Roper, Seminara and colleagues used a combination of simulations, analytical models and experiments to investigate spore release from species of ascomycetes, in which spores develop in sacs (asci) in a cup-shaped structure called the apothecium. Their subjects included species of Sclerotinia (a plant pathogen) and Ascobolus (a dung fungus).

Spores of Sclerotinia, for example, have to rise from the fruiting body on the ground to infect plant flowers. In experiments, confirmed by simulations, spores riding a cooperative wind behaved much like “frictionless projectiles”. They travelled 10 centimetres or more, with the range probably being limited by gravity, compared with the 3 millimetres of those ejected on their own, which are soon halted by viscous drag. Moreover, if the cooperative spore plume hit an obstacle (which in experiments was mimicked by a glass slide, but in a natural setting might be a leaf), pressure differences in the plume resulted in spore movement around it.

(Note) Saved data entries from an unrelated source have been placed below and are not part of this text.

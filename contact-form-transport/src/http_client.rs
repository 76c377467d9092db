//! Generic HTTP client tools
//!
//! Provide reusable HTTP request processing logic shared by both transports.
//! Each transport keeps full control over its request shape (headers, body)
//! and constructs the `RequestBuilder` by itself.
//!
//! # design principles
//! - **Does not enforce a unified body format** - the token backend and the
//!   relay speak different response dialects
//! - **Unified and universal HTTP processing flow** - sending requests,
//!   logging, and reading responses
//! - **No automatic retries** - one submission maps to exactly one request;
//!   recovery is the caller's decision

use reqwest::RequestBuilder;
use serde::de::DeserializeOwned;

use crate::error::TransportError;
use crate::utils::log_sanitizer::truncate_for_log;

/// HTTP tool function set
pub struct HttpUtils;

impl HttpUtils {
    /// Performs an HTTP request and returns response text
    ///
    /// Unified processing: sending requests, logging, error handling
    ///
    /// # Arguments
    /// * `request_builder` - configured request constructor (including URL, headers, body, etc.)
    /// * `transport_name` - transport name (for logging)
    /// * `method_name` - request method name (such as "GET", "POST", used for logs)
    /// * `url_or_action` - URL or action name (for logging)
    ///
    /// # Returns
    /// * `Ok((status_code, response_text))` - returns status code and response text on success
    /// * `Err(TransportError::NetworkError)` - network error
    pub async fn execute_request(
        request_builder: RequestBuilder,
        transport_name: &str,
        method_name: &str,
        url_or_action: &str,
    ) -> Result<(u16, String), TransportError> {
        log::debug!("[{transport_name}] {method_name} {url_or_action}");

        // Send request
        let response = request_builder.send().await.map_err(|e| {
            if e.is_timeout() {
                TransportError::Timeout {
                    transport: transport_name.to_string(),
                    detail: e.to_string(),
                }
            } else {
                TransportError::NetworkError {
                    transport: transport_name.to_string(),
                    detail: e.to_string(),
                }
            }
        })?;

        let status_code = response.status().as_u16();
        log::debug!("[{transport_name}] Response Status: {status_code}");

        // Extract Retry-After header (before consuming response body)
        let retry_after = response
            .headers()
            .get("retry-after")
            .and_then(|v| v.to_str().ok())
            .and_then(|v| v.parse::<u64>().ok());

        // Returns RateLimited error for HTTP 429
        if status_code == 429 {
            let body = response.text().await.unwrap_or_default();
            log::warn!("[{transport_name}] Rate limited (HTTP 429), retry_after={retry_after:?}");
            return Err(TransportError::RateLimited {
                transport: transport_name.to_string(),
                retry_after,
                raw_message: Some(body),
            });
        }

        // Return NetworkError for 502/503/504 (gateway trouble, not a business refusal)
        if matches!(status_code, 502..=504) {
            let body = response.text().await.unwrap_or_default();
            log::warn!("[{transport_name}] Server error (HTTP {status_code})");
            return Err(TransportError::NetworkError {
                transport: transport_name.to_string(),
                detail: format!("HTTP {status_code}: {body}"),
            });
        }

        // Read response body
        let response_text = response
            .text()
            .await
            .map_err(|e| TransportError::NetworkError {
                transport: transport_name.to_string(),
                detail: format!("Failed to read response body: {e}"),
            })?;

        log::debug!(
            "[{transport_name}] Response Body: {}",
            truncate_for_log(&response_text)
        );

        Ok((status_code, response_text))
    }

    /// Parse JSON response
    ///
    /// # Type Parameters
    /// * `T` - target type
    ///
    /// # Arguments
    /// * `response_text` - JSON text
    /// * `transport_name` - transport name (used for error messages)
    ///
    /// # Returns
    /// * `Ok(T)` - successfully parsed
    /// * `Err(TransportError::ParseError)` - parsing failed
    pub fn parse_json<T>(response_text: &str, transport_name: &str) -> Result<T, TransportError>
    where
        T: DeserializeOwned,
    {
        serde_json::from_str(response_text).map_err(|e| {
            log::error!("[{transport_name}] JSON parse failed: {e}");
            log::error!(
                "[{transport_name}] Raw response: {}",
                truncate_for_log(response_text)
            );
            TransportError::ParseError {
                transport: transport_name.to_string(),
                detail: e.to_string(),
            }
        })
    }
}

Credit: COURTESY FARLOW LIBRARY OF CRYPTOGAMIC BOTANY, HARVARD UNIV.

The authors also used high-speed imaging to see how spore release is coordinated, and looked at various apothecial species. Their data show that the process is self-organized. In Ascobolus, the process of ejection is initiated in a few asci, perhaps by a highly local change in air pressure. A wave of spore discharge across the apothecium then ensues, possibly driven by an alteration in elastic stress, that may arise from changes in the turgor pressure of cells that are interspersed among the asci.

As well as the practical aspect of providing insight into the dispersal dynamics of a plant pathogen (the species studied, Sclerotinia sclerotiorum, infects and damages many different crops), there is another angle to this line of research. The authors point out that synchronized spore discharge might catch the fancy of biologists interested in the evolution of self-organized cooperative behaviour.